In the Social Sciences category, the jury awards Silvia Pedraza.
“Silvia Pedraza, Professor of Sociology and American Culture at the University of Michigan, Ann Arbor, has dedicated over four decades to advancing our understanding of immigration, race, ethnicity, and political exile as interconnected social processes, producing a body of work that has fundamentally shaped the Social Sciences of Latinx Studies. Her landmark books—Political Disaffection in Cuba's Revolution and Exodus (Cambridge University Press, 2007) and Revolutions in Cuba and Venezuela: One Hope, Two Realities (University Press of Florida, 2023, with Carlos A. Romero)—along with her pioneering article "Women and Migration: The Social Consequences of Gender" (Annual Review of Sociology, 1991), have set enduring analytical frameworks for studying migration as a historical force that transforms persons and nations.

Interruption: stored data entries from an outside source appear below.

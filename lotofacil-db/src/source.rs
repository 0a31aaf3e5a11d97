use std::collections::HashMap;

use anyhow::Result;
use rusqlite::Connection;

use crate::db::fetch_all_draws;
use crate::models::DrawRecord;

/// Accès à l'historique des tirages, passé explicitement au générateur de rapport.
pub trait DrawSource {
    fn fetch_draws(&self) -> Result<Vec<DrawRecord>>;
}

/// Historique stocké dans SQLite.
pub struct SqliteStore<'a> {
    conn: &'a Connection,
}

impl<'a> SqliteStore<'a> {
    pub fn new(conn: &'a Connection) -> Self {
        Self { conn }
    }
}

impl DrawSource for SqliteStore<'_> {
    fn fetch_draws(&self) -> Result<Vec<DrawRecord>> {
        fetch_all_draws(self.conn)
    }
}

impl DrawSource for Vec<DrawRecord> {
    fn fetch_draws(&self) -> Result<Vec<DrawRecord>> {
        Ok(dedup_by_contest(self.clone()))
    }
}

/// Un seul enregistrement par concours, le dernier vu l'emporte. Les
/// enregistrements sans numéro de concours sont conservés tels quels.
pub fn dedup_by_contest(items: Vec<DrawRecord>) -> Vec<DrawRecord> {
    let mut position: HashMap<u32, usize> = HashMap::new();
    let mut out: Vec<DrawRecord> = Vec::with_capacity(items.len());

    for item in items {
        match item.contest_number {
            Some(contest) => match position.get(&contest) {
                Some(&idx) => out[idx] = item,
                None => {
                    position.insert(contest, out.len());
                    out.push(item);
                }
            },
            None => out.push(item),
        }
    }

    out
}

#[cfg(test)]
mod tests {
    use super::*;
    use crate::db::{migrate, upsert_draw};

    #[test]
    fn test_dedup_last_wins() {
        let items = vec![
            DrawRecord::new(1, &[1, 2]),
            DrawRecord::new(2, &[3, 4]),
            DrawRecord::new(1, &[5, 6]),
        ];
        let out = dedup_by_contest(items);
        assert_eq!(out.len(), 2);
        assert_eq!(out[0].contest_number, Some(1));
        assert_eq!(out[0].numbers().collect::<Vec<_>>(), vec![5, 6]);
        assert_eq!(out[1].contest_number, Some(2));
    }

    #[test]
    fn test_dedup_keeps_records_without_contest() {
        let mut orphan = DrawRecord::new(0, &[1]);
        orphan.contest_number = None;
        let out = dedup_by_contest(vec![orphan.clone(), orphan]);
        assert_eq!(out.len(), 2);
    }

    #[test]
    fn test_vec_source() {
        let source = vec![DrawRecord::new(7, &[1]), DrawRecord::new(7, &[2])];
        let draws = source.fetch_draws().unwrap();
        assert_eq!(draws.len(), 1);
        assert!(draws[0].contains(2));
    }

    #[test]
    fn test_sqlite_source() {
        let conn = Connection::open_in_memory().unwrap();
        migrate(&conn).unwrap();
        upsert_draw(&conn, &DrawRecord::new(10, &[1, 2, 3])).unwrap();

        let store = SqliteStore::new(&conn);
        let draws = store.fetch_draws().unwrap();
        assert_eq!(draws.len(), 1);
        assert_eq!(draws[0].contest_number, Some(10));
    }
}
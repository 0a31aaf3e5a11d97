use std::collections::BTreeSet;

use rand::prelude::*;
use rand::rngs::StdRng;

use lotofacil_db::models::{format_dezena, parse_dezena, DRAW_SIZE, UNIVERSE_SIZE};

use crate::companions::CompanionProfile;
use crate::frequency::NumberFrequency;
use crate::gaps::GapStat;

/// Combinaison candidate : 15 dezenas distinctes, triées.
pub type Combination = Vec<String>;

pub const TOP_FREQUENT: usize = 10;
pub const TOP_LOWEST_GAP: usize = 5;
pub const DEFAULT_COMBINATIONS: usize = 10;

/// Graine pour la reproductibilité, sinon tirée du générateur du thread.
pub fn seeded_rng(seed: Option<u64>) -> StdRng {
    match seed {
        Some(s) => StdRng::seed_from_u64(s),
        None => StdRng::from_rng(&mut rand::rng()),
    }
}

/// Union des 10 numéros les plus fréquents et des 5 plus petits écarts moyens.
pub fn seed_numbers(frequency: &[NumberFrequency], gaps: &[GapStat]) -> BTreeSet<u8> {
    let mut by_gap: Vec<&GapStat> = gaps.iter().collect();
    by_gap.sort_by(|a, b| a.avg_gap.partial_cmp(&b.avg_gap).unwrap_or(std::cmp::Ordering::Equal));

    frequency
        .iter()
        .take(TOP_FREQUENT)
        .map(|f| f.number.as_str())
        .chain(by_gap.iter().take(TOP_LOWEST_GAP).map(|g| g.number.as_str()))
        .filter_map(parse_dezena)
        .collect()
}

fn companions_of(number: u8, companions: &[CompanionProfile]) -> Vec<u8> {
    companions
        .iter()
        .find(|p| parse_dezena(&p.number) == Some(number))
        .map(|p| p.companion_numbers().collect())
        .unwrap_or_default()
}

/// Génère `count` combinaisons : numéros de départ, compagnons tirés au hasard
/// sans remise, puis complément uniforme sur 01-25 jusqu'à 15 numéros.
pub fn predict_next_combinations(
    frequency: &[NumberFrequency],
    companions: &[CompanionProfile],
    gaps: &[GapStat],
    count: usize,
    rng: &mut StdRng,
) -> Vec<Combination> {
    let seeds = seed_numbers(frequency, gaps);
    let mut combinations = Vec::with_capacity(count);

    for _ in 0..count {
        let mut combination: BTreeSet<u8> = seeds.clone();

        for &number in &seeds {
            let mut available = companions_of(number, companions);
            while combination.len() < DRAW_SIZE && !available.is_empty() {
                let idx = rng.random_range(0..available.len());
                combination.insert(available.remove(idx));
            }
        }

        while combination.len() < DRAW_SIZE {
            combination.insert(rng.random_range(1..=UNIVERSE_SIZE));
        }

        combinations.push(combination.into_iter().map(format_dezena).collect());
    }

    combinations
}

Her exceptional disciplinary leadership is evidenced by her election as Chair of three sections of the American Sociological Association—Latina/o Sociology, Race and Ethnic Minorities, and International Migration—as well as her presidency of the Association for the Study of the Cuban Economy and Society (ASCE), and her receipt of the ASA's Julian Samora Distinguished Career Award. A Cuban immigrant herself, Professor Pedraza has trained generations of scholars at the University of Michigan—earning multiple Excellence in Education Awards—while serving as Associate Editor of Social Science History and as an unwavering advocate for diversity and equity in higher education and faculty governance. The Latinx Studies Section is honored to recognize Professor Pedraza's transformative and enduring contributions to the Social Sciences through this Lifetime Achievement Award.”
We extend our sincere congratulations to all the awardees for their exceptional contributions to the field. Winners will soon receive the certificate given by the LASA Secretariat.
Many thanks for your support to our section!